The Baltic Dry Index, a measure of costs to transport minerals and grains on ships, jumped the most since November this week as a shortage of Capesize vessels drove charter costs higher.
The gauge rose 2.1 percent to 837 today, the 12th climb in a row, figures from the London-based Baltic Exchange showed. That rounded out a 10 percent weekly gain, the biggest since the span ended Nov. 16. Daily average returns for Capesizes, the largest iron-ore carriers, surged 45 percent this week, the most since September.
Gains were strongest for Capesizes chartered for voyages loading at ports in the Atlantic region, according to the exchange. A dearth of the carriers for hire in the area made up for a slower market in the Pacific, where vessels haul cargoes of Australian iron ore and coal to Asia, said shipbroker Braemar Seascope Ltd.
“The lack of ballasters sailing prior to Christmas due to a lack of cargo seems to be causing a slight squeeze now for those charterers with January canceling cargo,” Braemar said yesterday in an e-mailed report. Ballasting is an industry term denoting a voyage by a ship without cargo to reposition the vessel in an area where it can reload.

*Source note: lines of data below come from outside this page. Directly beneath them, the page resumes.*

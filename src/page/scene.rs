use crate::foundation::color::parse_hex_color;
use crate::foundation::core::{Canvas, FrameIndex, Rgba8Premul};
use crate::foundation::error::{DriveError, DriveResult};
use crate::foundation::math::blend_over_premul;
use crate::page::assets::AssetCache;
use crate::render::frame::FrameRGBA;
use kurbo::{Affine, Point, Vec2};
use serde::{Deserialize, Serialize};
use serde_json::Value;

/// Inputs for rendering one frame.
///
/// Output must be a pure function of these fields: no wall-clock time, no randomness.
#[derive(Clone, Copy, Debug)]
pub struct SceneCtx<'a> {
    /// Output size.
    pub canvas: Canvas,
    /// Frame being rendered.
    pub frame: FrameIndex,
    /// Composition duration in frames.
    pub duration_in_frames: u64,
    /// Resolved props of the active composition.
    pub props: &'a Value,
    /// Assets settled for this frame.
    pub assets: &'a AssetCache,
}

/// Page content for one composition: the opaque rendering backend behind the protocol.
pub trait Scene: Send + Sync {
    /// Asset keys that must settle before `frame` can render.
    fn assets(&self, _frame: FrameIndex, _props: &Value) -> DriveResult<Vec<String>> {
        Ok(Vec::new())
    }

    /// Render one frame. Must produce exactly `ctx.canvas` pixels.
    fn render(&self, ctx: &SceneCtx<'_>) -> DriveResult<FrameRGBA>;
}

/// A colour literal (`#rrggbb`) or a `$propName` reference into resolved props.
#[derive(Clone, Debug, PartialEq, Eq, Serialize, Deserialize)]
#[serde(transparent)]
pub struct ColorRef(pub String);

impl ColorRef {
    /// Resolve against props.
    pub fn resolve(&self, props: &Value) -> DriveResult<Rgba8Premul> {
        let raw = match self.0.strip_prefix('$') {
            Some(name) => props.get(name).and_then(Value::as_str).ok_or_else(|| {
                DriveError::validation(format!("color prop '{name}' is missing or not a string"))
            })?,
            None => self.0.as_str(),
        };
        parse_hex_color(raw).map_err(DriveError::validation)
    }

    fn is_prop_ref(&self) -> bool {
        self.0.starts_with('$')
    }
}

/// One drawing layer of a [`LayerScene`], composited in order.
#[derive(Clone, Debug, PartialEq, Serialize, Deserialize)]
#[serde(tag = "type", rename_all = "camelCase")]
pub enum Layer {
    /// Fill the whole canvas.
    Fill {
        /// Fill colour.
        color: ColorRef,
    },
    /// Axis-aligned square rotated by `frame * degreesPerFrame` around its center.
    #[serde(rename_all = "camelCase")]
    Box {
        /// Box colour.
        color: ColorRef,
        /// Edge length in pixels.
        size: f64,
        /// Rotation speed.
        #[serde(default)]
        degrees_per_frame: f64,
        /// Center in pixels; canvas center when absent.
        #[serde(default)]
        center: Option<[f64; 2]>,
    },
    /// Bottom-aligned bar spanning `(frame + 1) / duration` of the canvas width.
    Progress {
        /// Bar colour.
        color: ColorRef,
        /// Bar height in pixels.
        #[serde(default = "default_bar_height")]
        height: u32,
    },
    /// Image asset drawn at `(x, y)`.
    Image {
        /// Bundle-relative asset key.
        asset: String,
        /// Left edge in pixels.
        #[serde(default)]
        x: i64,
        /// Top edge in pixels.
        #[serde(default)]
        y: i64,
    },
}

fn default_bar_height() -> u32 {
    8
}

fn default_background() -> ColorRef {
    ColorRef("#00000000".to_owned())
}

/// Procedural scene made of [`Layer`]s over a background colour.
#[derive(Clone, Debug, PartialEq, Serialize, Deserialize)]
#[serde(rename_all = "camelCase")]
pub struct LayerScene {
    /// Canvas clear colour.
    #[serde(default = "default_background")]
    pub background: ColorRef,
    /// Layers, bottom first.
    #[serde(default)]
    pub layers: Vec<Layer>,
}

impl Default for LayerScene {
    fn default() -> Self {
        Self {
            background: default_background(),
            layers: Vec::new(),
        }
    }
}

impl LayerScene {
    /// Check literal colours and geometry. Prop references are checked at render time.
    pub fn validate(&self) -> DriveResult<()> {
        let check = |c: &ColorRef| -> DriveResult<()> {
            if c.is_prop_ref() {
                return Ok(());
            }
            parse_hex_color(&c.0).map(|_| ()).map_err(DriveError::validation)
        };
        check(&self.background)?;
        for layer in &self.layers {
            match layer {
                Layer::Fill { color } | Layer::Progress { color, .. } => check(color)?,
                Layer::Box {
                    color,
                    size,
                    degrees_per_frame,
                    ..
                } => {
                    check(color)?;
                    if !size.is_finite() || *size <= 0.0 {
                        return Err(DriveError::validation("box size must be finite and > 0"));
                    }
                    if !degrees_per_frame.is_finite() {
                        return Err(DriveError::validation("box degreesPerFrame must be finite"));
                    }
                }
                Layer::Image { asset, .. } => {
                    crate::page::assets::normalize_rel_path(asset)
                        .map_err(|e| DriveError::validation(e.message()))?;
                }
            }
        }
        Ok(())
    }
}

impl Scene for LayerScene {
    fn assets(&self, _frame: FrameIndex, _props: &Value) -> DriveResult<Vec<String>> {
        Ok(self
            .layers
            .iter()
            .filter_map(|l| match l {
                Layer::Image { asset, .. } => Some(asset.clone()),
                _ => None,
            })
            .collect())
    }

    fn render(&self, ctx: &SceneCtx<'_>) -> DriveResult<FrameRGBA> {
        let mut frame = FrameRGBA::filled(ctx.canvas, self.background.resolve(ctx.props)?);
        for layer in &self.layers {
            match layer {
                Layer::Fill { color } => {
                    let c = color.resolve(ctx.props)?.to_array();
                    for px in frame.data.chunks_exact_mut(4) {
                        blend_over_premul(px, c);
                    }
                }
                Layer::Box {
                    color,
                    size,
                    degrees_per_frame,
                    center,
                } => {
                    let c = color.resolve(ctx.props)?.to_array();
                    let center = center.map_or_else(
                        || {
                            Point::new(
                                f64::from(ctx.canvas.width) / 2.0,
                                f64::from(ctx.canvas.height) / 2.0,
                            )
                        },
                        |[x, y]| Point::new(x, y),
                    );
                    let angle = (ctx.frame.0 as f64 * degrees_per_frame).to_radians();
                    draw_rotated_box(&mut frame, center, *size, angle, c);
                }
                Layer::Progress { color, height } => {
                    let c = color.resolve(ctx.props)?.to_array();
                    let duration = ctx.duration_in_frames.max(1);
                    let filled = ((ctx.frame.0 + 1).min(duration) * u64::from(ctx.canvas.width)
                        / duration) as u32;
                    let top = ctx.canvas.height.saturating_sub(*height);
                    for y in top..ctx.canvas.height {
                        for x in 0..filled {
                            if let Some(px) = frame.pixel_mut(x, y) {
                                blend_over_premul(px, c);
                            }
                        }
                    }
                }
                Layer::Image { asset, x, y } => {
                    let img = ctx.assets.get(asset).ok_or_else(|| {
                        DriveError::asset(format!("asset '{asset}' was not settled before render"))
                    })?;
                    blit(&mut frame, img, *x, *y);
                }
            }
        }
        Ok(frame)
    }
}

fn draw_rotated_box(frame: &mut FrameRGBA, center: Point, size: f64, angle: f64, color: [u8; 4]) {
    let to_canvas = Affine::translate(center.to_vec2()) * Affine::rotate(angle);
    let to_box = to_canvas.inverse();
    let half = size / 2.0;
    let reach = half * std::f64::consts::SQRT_2;

    let x0 = (center.x - reach).floor().max(0.0) as u32;
    let y0 = (center.y - reach).floor().max(0.0) as u32;
    let x1 = ((center.x + reach).ceil().max(0.0) as u32).min(frame.width);
    let y1 = ((center.y + reach).ceil().max(0.0) as u32).min(frame.height);

    for y in y0..y1 {
        for x in x0..x1 {
            let p = to_box * (Point::new(f64::from(x), f64::from(y)) + Vec2::new(0.5, 0.5));
            if p.x.abs() <= half
                && p.y.abs() <= half
                && let Some(px) = frame.pixel_mut(x, y)
            {
                blend_over_premul(px, color);
            }
        }
    }
}

fn blit(frame: &mut FrameRGBA, img: &crate::page::assets::DecodedImage, x: i64, y: i64) {
    for iy in 0..img.height {
        let ty = y + i64::from(iy);
        if ty < 0 || ty >= i64::from(frame.height) {
            continue;
        }
        for ix in 0..img.width {
            let tx = x + i64::from(ix);
            if tx < 0 || tx >= i64::from(frame.width) {
                continue;
            }
            let i = ((iy as usize) * (img.width as usize) + (ix as usize)) * 4;
            let Some(src) = img.data.get(i..i + 4) else {
                continue;
            };
            if let Some(px) = frame.pixel_mut(tx as u32, ty as u32) {
                blend_over_premul(px, [src[0], src[1], src[2], src[3]]);
            }
        }
    }
}

#[cfg(test)]
#[path = "../../tests/unit/page/scene.rs"]
mod tests;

Fewer vessels than expected are repositioning to Atlantic ports from Asia, a journey of more than 30 days, which will likely push rates higher next week, according to Braemar.
Daily average Capesize returns increased 6.7 percent to $8,990 today, the exchange’s figures showed. The global dry-bulk fleet contains 1,505 of the ships, accounting for about 41 percent of capacity, according to Clarkson Plc, the biggest shipbroker. The total fleet will haul an estimated 4.1 billion metric tons of cargo this year, it forecasts.
Among the three classes of smaller vessels tracked by the index, Panamaxes, the largest ships to navigate the Panama Canal, declined 0.4 percent to $5,860 a day. Supramaxes, about 25 percent smaller, slid 0.7 percent to $7,635 and Handysizes, the smallest carriers in the gauge, gained 1.5 percent to $7,012.